Zeynep Çelil Alexander, “Neo-Naturalism,” Log 31, Spring-Summer, 2014, p23-30.

Alexander presents a tidy analysis of “Neo-naturalism,” a contemporary zeitgeist (for lack of a better word) dominating the “design disciplines,” defined by data as the chief epistemological unit used for design production.  Key among the many points she clarifies is the likely role advanced capitalism played in producing this trend, particularly capitalism’s invasion of the university.  Equally significant is the grim and banal future imagined by the removal of the signifier as the glue of reality and its replacement by “dematerialized data floating in frictionless space.”


Alexander’s clarity and concision are truly things of beauty, and she aims them at the pedagogical landscape in which Neo-naturalism prospers.  Gone are the days when historic precedent, theoretical investigations, or language served as design’s antagonist.  In its place is a fascination with the hard sciences, natural processes, neuroscience, and diagrammatic flows of energy and/or resources.  Underlying all these options is quantitative data, the new epistemological unit of the design disciplines.  This is Neo-Naturalism.

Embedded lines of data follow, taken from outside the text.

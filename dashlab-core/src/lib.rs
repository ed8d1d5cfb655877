//! Dashlab Core: data adapters, selector state, the memoized derived value
//! engine, and the chart/table models the dashboards render.
//!
//! - Domain types (bars, datasets, selector state and its cache key)
//! - Adapters: remote price providers and a static CSV table
//! - `DerivedValueEngine`: selector state -> dataset -> change metrics, memoized per session
//! - Indicators (SMA, histogram, trend line) and presentation models

pub mod config;
pub mod data;
pub mod domain;
pub mod engine;
pub mod indicators;
pub mod view;

pub use config::{ConfigError, SessionConfig, TableConfig};
pub use engine::{Derived, DerivedValueEngine, EngineError, MetricError};

#[cfg(test)]
mod tests {
    use super::*;

    /// Compile-time check: values handed to the presentation layer are Send + Sync,
    /// so a renderer may move them to another thread.
    #[allow(dead_code)]
    fn assert_send_sync() {
        fn require_send<T: Send>() {}
        fn require_sync<T: Sync>() {}

        require_send::<domain::Dataset>();
        require_sync::<domain::Dataset>();
        require_send::<domain::SelectorState>();
        require_sync::<domain::SelectorState>();
        require_send::<engine::Derived>();
        require_sync::<engine::Derived>();
        require_send::<view::PriceChartView>();
        require_sync::<view::PriceChartView>();
        require_send::<view::GridView>();
        require_sync::<view::GridView>();
    }
}
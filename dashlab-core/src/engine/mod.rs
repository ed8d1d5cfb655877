//! Derived value engine: memoized selector-state -> dataset -> metrics.

pub mod derived;
pub mod error;
pub mod memo;
pub mod metrics;

pub use derived::{Derived, DerivedValueEngine};
pub use error::{EngineError, MetricError};
pub use memo::{CacheStats, SelectorCache};
pub use metrics::{PriceChange, TableSummary};
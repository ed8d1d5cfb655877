//! Dataset: the tabular result handed from an adapter to the engine.
//!
//! Rows are observations in source order; columns are named fields. A dataset
//! is immutable once built: filtering produces a new dataset rather than
//! editing in place.

use std::collections::BTreeSet;
use std::fmt;

use chrono::NaiveDate;
use serde::Serialize;

use super::bar::Bar;
use crate::data::provider::DataError;
use crate::engine::error::MetricError;

/// Column names used for price-history datasets.
pub const DATE: &str = "Date";
pub const OPEN: &str = "Open";
pub const HIGH: &str = "High";
pub const LOW: &str = "Low";
pub const CLOSE: &str = "Close";
pub const VOLUME: &str = "Volume";
pub const ADJ_CLOSE: &str = "Adj Close";

/// A single cell.
#[derive(Debug, Clone, PartialEq, Serialize)]
pub enum Value {
    Number(f64),
    Text(String),
    Date(NaiveDate),
    Null,
}

impl Value {
    /// Guess the type of a raw text cell: empty -> Null, then number, then date, else text.
    pub fn parse(raw: &str) -> Self {
        let raw = raw.trim();
        if raw.is_empty() {
            return Value::Null;
        }
        if let Ok(n) = raw.parse::<f64>() {
            return Value::Number(n);
        }
        if let Ok(d) = NaiveDate::parse_from_str(raw, "%Y-%m-%d") {
            return Value::Date(d);
        }
        Value::Text(raw.to_string())
    }

    pub fn as_f64(&self) -> Option<f64> {
        match self {
            Value::Number(n) => Some(*n),
            _ => None,
        }
    }

    pub fn as_date(&self) -> Option<NaiveDate> {
        match self {
            Value::Date(d) => Some(*d),
            _ => None,
        }
    }
}

impl fmt::Display for Value {
    fn fmt(&self, f: &mut fmt::Formatter<'_>) -> fmt::Result {
        match self {
            Value::Number(n) => write!(f, "{n}"),
            Value::Text(s) => write!(f, "{s}"),
            Value::Date(d) => write!(f, "{d}"),
            Value::Null => write!(f, ""),
        }
    }
}

/// Ordered observations with named columns.
#[derive(Debug, Clone, PartialEq, Default, Serialize)]
pub struct Dataset {
    columns: Vec<String>,
    rows: Vec<Vec<Value>>,
}

impl Dataset {
    /// Empty dataset with the given header.
    pub fn new(columns: Vec<String>) -> Self {
        Self {
            columns,
            rows: Vec::new(),
        }
    }

    /// Build a dataset, checking that every row matches the header width.
    pub fn from_rows(columns: Vec<String>, rows: Vec<Vec<Value>>) -> Result<Self, DataError> {
        let mut ds = Self::new(columns);
        for row in rows {
            ds.push_row(row)?;
        }
        Ok(ds)
    }

    /// Price-history dataset with the standard Date/Open/High/Low/Close/Volume/Adj Close header.
    pub fn from_bars(bars: &[Bar]) -> Self {
        let columns = [DATE, OPEN, HIGH, LOW, CLOSE, VOLUME, ADJ_CLOSE]
            .iter()
            .map(|c| c.to_string())
            .collect();
        let rows = bars
            .iter()
            .map(|b| {
                vec![
                    Value::Date(b.date),
                    number_or_null(b.open),
                    number_or_null(b.high),
                    number_or_null(b.low),
                    number_or_null(b.close),
                    Value::Number(b.volume as f64),
                    number_or_null(b.adj_close),
                ]
            })
            .collect();
        Self { columns, rows }
    }

    pub fn push_row(&mut self, row: Vec<Value>) -> Result<(), DataError> {
        if row.len() != self.columns.len() {
            return Err(DataError::ValidationError(format!(
                "row {} has {} cells but the header has {} columns",
                self.rows.len(),
                row.len(),
                self.columns.len()
            )));
        }
        self.rows.push(row);
        Ok(())
    }

    pub fn columns(&self) -> &[String] {
        &self.columns
    }

    pub fn rows(&self) -> &[Vec<Value>] {
        &self.rows
    }

    pub fn len(&self) -> usize {
        self.rows.len()
    }

    pub fn is_empty(&self) -> bool {
        self.rows.is_empty()
    }

    pub fn column_index(&self, name: &str) -> Option<usize> {
        self.columns.iter().position(|c| c == name)
    }

    /// Cell at `row` in the named column.
    pub fn value(&self, row: usize, column: &str) -> Option<&Value> {
        let idx = self.column_index(column)?;
        self.rows.get(row).and_then(|r| r.get(idx))
    }

    /// All values of a numeric column. Null cells become NaN; text cells are an error.
    pub fn numbers(&self, column: &str) -> Result<Vec<f64>, MetricError> {
        let idx = self
            .column_index(column)
            .ok_or_else(|| MetricError::MissingColumn(column.to_string()))?;
        self.rows
            .iter()
            .enumerate()
            .map(|(i, row)| match &row[idx] {
                Value::Number(n) => Ok(*n),
                Value::Null => Ok(f64::NAN),
                _ => Err(MetricError::NotNumeric {
                    column: column.to_string(),
                    row: i,
                }),
            })
            .collect()
    }

    /// Sorted distinct display values of a column (empty if the column is missing).
    pub fn distinct(&self, column: &str) -> Vec<String> {
        let Some(idx) = self.column_index(column) else {
            return Vec::new();
        };
        self.rows
            .iter()
            .map(|r| r[idx].to_string())
            .filter(|s| !s.is_empty())
            .collect::<BTreeSet<_>>()
            .into_iter()
            .collect()
    }

    /// New dataset holding only the rows accepted by `keep`, in original order.
    pub fn retain_rows(&self, mut keep: impl FnMut(&[Value]) -> bool) -> Dataset {
        Dataset {
            columns: self.columns.clone(),
            rows: self.rows.iter().filter(|r| keep(r)).cloned().collect(),
        }
    }

    /// Read the rows back as bars. Requires the price-history header.
    pub fn to_bars(&self) -> Result<Vec<Bar>, MetricError> {
        let date_idx = self
            .column_index(DATE)
            .ok_or_else(|| MetricError::MissingColumn(DATE.to_string()))?;
        let open = self.numbers(OPEN)?;
        let high = self.numbers(HIGH)?;
        let low = self.numbers(LOW)?;
        let close = self.numbers(CLOSE)?;
        let volume = self.numbers(VOLUME)?;
        let adj_close = self.numbers(ADJ_CLOSE).unwrap_or_else(|_| close.clone());

        self.rows
            .iter()
            .enumerate()
            .map(|(i, row)| {
                let date = row[date_idx].as_date().ok_or_else(|| MetricError::NotNumeric {
                    column: DATE.to_string(),
                    row: i,
                })?;
                Ok(Bar {
                    date,
                    open: open[i],
                    high: high[i],
                    low: low[i],
                    close: close[i],
                    volume: if volume[i].is_finite() { volume[i] as u64 } else { 0 },
                    adj_close: adj_close[i],
                })
            })
            .collect()
    }
}

fn number_or_null(v: f64) -> Value {
    if v.is_nan() {
        Value::Null
    } else {
        Value::Number(v)
    }
}

#[cfg(test)]
mod tests {
    use super::*;

    fn bars() -> Vec<Bar> {
        vec![
            Bar {
                date: NaiveDate::from_ymd_opt(2024, 3, 1).unwrap(),
                open: 149.0,
                high: 151.0,
                low: 148.0,
                close: 150.0,
                volume: 1_000,
                adj_close: 150.0,
            },
            Bar {
                date: NaiveDate::from_ymd_opt(2024, 3, 4).unwrap(),
                open: 150.0,
                high: 154.0,
                low: 149.5,
                close: 153.0,
                volume: 1_200,
                adj_close: f64::NAN,
            },
        ]
    }

    #[test]
    fn value_parse_guesses_types() {
        assert_eq!(Value::parse("16.99"), Value::Number(16.99));
        assert_eq!(Value::parse(" Male "), Value::Text("Male".into()));
        assert_eq!(
            Value::parse("2024-01-02"),
            Value::Date(NaiveDate::from_ymd_opt(2024, 1, 2).unwrap())
        );
        assert_eq!(Value::parse(""), Value::Null);
    }

    #[test]
    fn from_bars_uses_price_header() {
        let ds = Dataset::from_bars(&bars());
        assert_eq!(ds.len(), 2);
        assert_eq!(ds.columns()[4], CLOSE);
        assert_eq!(ds.numbers(CLOSE).unwrap(), vec![150.0, 153.0]);
        // NaN prices are stored as Null
        assert_eq!(ds.value(1, ADJ_CLOSE), Some(&Value::Null));
    }

    #[test]
    fn bars_survive_dataset_conversion() {
        let ds = Dataset::from_bars(&bars());
        let back = ds.to_bars().unwrap();
        assert_eq!(back.len(), 2);
        assert_eq!(back[1].close, 153.0);
        assert_eq!(back[1].volume, 1_200);
        assert!(back[1].adj_close.is_nan());
    }

    #[test]
    fn ragged_row_is_rejected() {
        let mut ds = Dataset::new(vec!["a".into(), "b".into()]);
        assert!(ds.push_row(vec![Value::Number(1.0)]).is_err());
        assert!(ds.is_empty());
    }

    #[test]
    fn numbers_rejects_text_and_missing_column() {
        let ds = Dataset::from_rows(
            vec!["x".into()],
            vec![vec![Value::Number(1.0)], vec![Value::Text("oops".into())]],
        )
        .unwrap();
        assert_eq!(
            ds.numbers("x"),
            Err(MetricError::NotNumeric {
                column: "x".into(),
                row: 1
            })
        );
        assert_eq!(
            ds.numbers("y"),
            Err(MetricError::MissingColumn("y".into()))
        );
    }

    #[test]
    fn distinct_is_sorted_and_skips_nulls() {
        let ds = Dataset::from_rows(
            vec!["day".into()],
            vec![
                vec![Value::Text("Sun".into())],
                vec![Value::Text("Sat".into())],
                vec![Value::Null],
                vec![Value::Text("Sun".into())],
            ],
        )
        .unwrap();
        assert_eq!(ds.distinct("day"), vec!["Sat".to_string(), "Sun".to_string()]);
        assert!(ds.distinct("missing").is_empty());
    }
}
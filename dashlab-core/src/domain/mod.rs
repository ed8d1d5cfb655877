//! Domain types: bars, tabular datasets, selector state.

pub mod bar;
pub mod dataset;
pub mod selector;

pub use bar::Bar;
pub use dataset::{Dataset, Value};
pub use selector::{CategoryQuery, DateRange, Query, SelectorKey, SelectorState, ValueRange};
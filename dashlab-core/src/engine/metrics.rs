//! Pure metrics over a dataset.
//!
//! `PriceChange` is the latest/previous/delta/percent quadruple shown in the
//! value boxes. `TableSummary` is its counterpart for the static table.

use serde::Serialize;

use super::error::MetricError;
use crate::domain::Dataset;

/// Latest value of a field against the observation before it.
#[derive(Debug, Clone, Copy, PartialEq, Serialize)]
pub struct PriceChange {
    pub latest: f64,
    pub previous: f64,
    /// `latest - previous`
    pub delta: f64,
    /// `delta / previous * 100`
    pub percent_delta: f64,
}

impl PriceChange {
    /// Compute from the last two entries of `values`.
    ///
    /// `column` is only used to label a `NotNumeric` error.
    pub fn from_series(values: &[f64], column: &str) -> Result<Self, MetricError> {
        let n = values.len();
        if n < 2 {
            return Err(MetricError::InsufficientData {
                rows: n,
                required: 2,
            });
        }

        for row in [n - 2, n - 1] {
            if !values[row].is_finite() {
                return Err(MetricError::NotNumeric {
                    column: column.to_string(),
                    row,
                });
            }
        }

        let previous = values[n - 2];
        let latest = values[n - 1];
        if previous == 0.0 {
            return Err(MetricError::ZeroBaseline);
        }

        let delta = latest - previous;
        Ok(Self {
            latest,
            previous,
            delta,
            percent_delta: delta / previous * 100.0,
        })
    }

    /// Compute over the named numeric column of a dataset.
    pub fn from_dataset(dataset: &Dataset, field: &str) -> Result<Self, MetricError> {
        // Row count is checked before the column so an empty fetch reads as
        // insufficient data, not a missing column.
        if dataset.len() < 2 {
            return Err(MetricError::InsufficientData {
                rows: dataset.len(),
                required: 2,
            });
        }
        let values = dataset.numbers(field)?;
        Self::from_series(&values, field)
    }

    /// Up when the latest value did not fall.
    pub fn is_up(&self) -> bool {
        self.delta >= 0.0
    }
}

/// Aggregates over a filtered static table.
#[derive(Debug, Clone, Copy, PartialEq, Serialize)]
pub struct TableSummary {
    pub rows: usize,
    /// Sum of the value field over rows where it is present.
    pub sum: f64,
    pub mean: f64,
    /// Mean of `ratio / value * 100` per row, when a ratio field is configured.
    pub mean_ratio_pct: Option<f64>,
}

impl TableSummary {
    pub fn from_dataset(
        dataset: &Dataset,
        value_field: &str,
        ratio_field: Option<&str>,
    ) -> Result<Self, MetricError> {
        if dataset.is_empty() {
            return Err(MetricError::InsufficientData {
                rows: 0,
                required: 1,
            });
        }

        let values = dataset.numbers(value_field)?;
        let present: Vec<f64> = values.iter().copied().filter(|v| v.is_finite()).collect();
        if present.is_empty() {
            return Err(MetricError::InsufficientData {
                rows: 0,
                required: 1,
            });
        }
        let sum: f64 = present.iter().sum();
        let mean = sum / present.len() as f64;

        let mean_ratio_pct = match ratio_field {
            Some(field) => {
                let ratios = dataset.numbers(field)?;
                let pcts: Vec<f64> = values
                    .iter()
                    .zip(&ratios)
                    .filter(|(v, r)| v.is_finite() && r.is_finite() && **v != 0.0)
                    .map(|(v, r)| r / v * 100.0)
                    .collect();
                if pcts.is_empty() {
                    None
                } else {
                    Some(pcts.iter().sum::<f64>() / pcts.len() as f64)
                }
            }
            None => None,
        };

        Ok(Self {
            rows: dataset.len(),
            sum,
            mean,
            mean_ratio_pct,
        })
    }
}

The “turn” to neo-naturalism is commonly presented as a means of encouraging interdisciplinarity after the autonomous and introspective trends of the late 20th century, a healthy and practical response to 21st century challenges.  Of course, interdisciplinarity is a praiseworthy agenda, but Alexander points to Barthes’ original definition of this idea—“creating a new object, which belongs to no one [subject]”—to show that this isn’t quite what neo-naturalism achieves.  Instead, it seems be another justification for abstract formalism, and the “diagrammatic impulse in architectural schools appears to be the disciplinary equivalent of rearranging deck chair on the Titanic.”

(**laughing**)

Alexander explains that the extension of architecture and design into the realm of other disciplines—even if only an exploitive semblance; otherwise called “architecture’s expanded field”—is really predicated on a false topology of the Design that includes a hard core of the Architecture discipline and an expanded outer field of capital.  But it seems more likely that neo-naturalism is used to bridge the isolation of design schools in their own universities, to prove their work less indulgent, more quantifiably positive, and therefore more worth funding.  In this relationship we can clearly see that the expanded field of capital has thoroughly invaded the disciplinary core, which begs the question of how we may trust architectural academia’s agendas when it comes to the discipline.

By itself, neo-naturalism is a curious turn for design to take, given our centuries-long preoccupation with the humanities, but particularly after “the neo-Kantian view that the mind cannot be reduced to physical processes won out and became the dominant paradigm.”  For architects and designers, “the arrival of neo-naturalism signals not only a turn to different subject matter but ultimately also to a different epistemological and ethical program.”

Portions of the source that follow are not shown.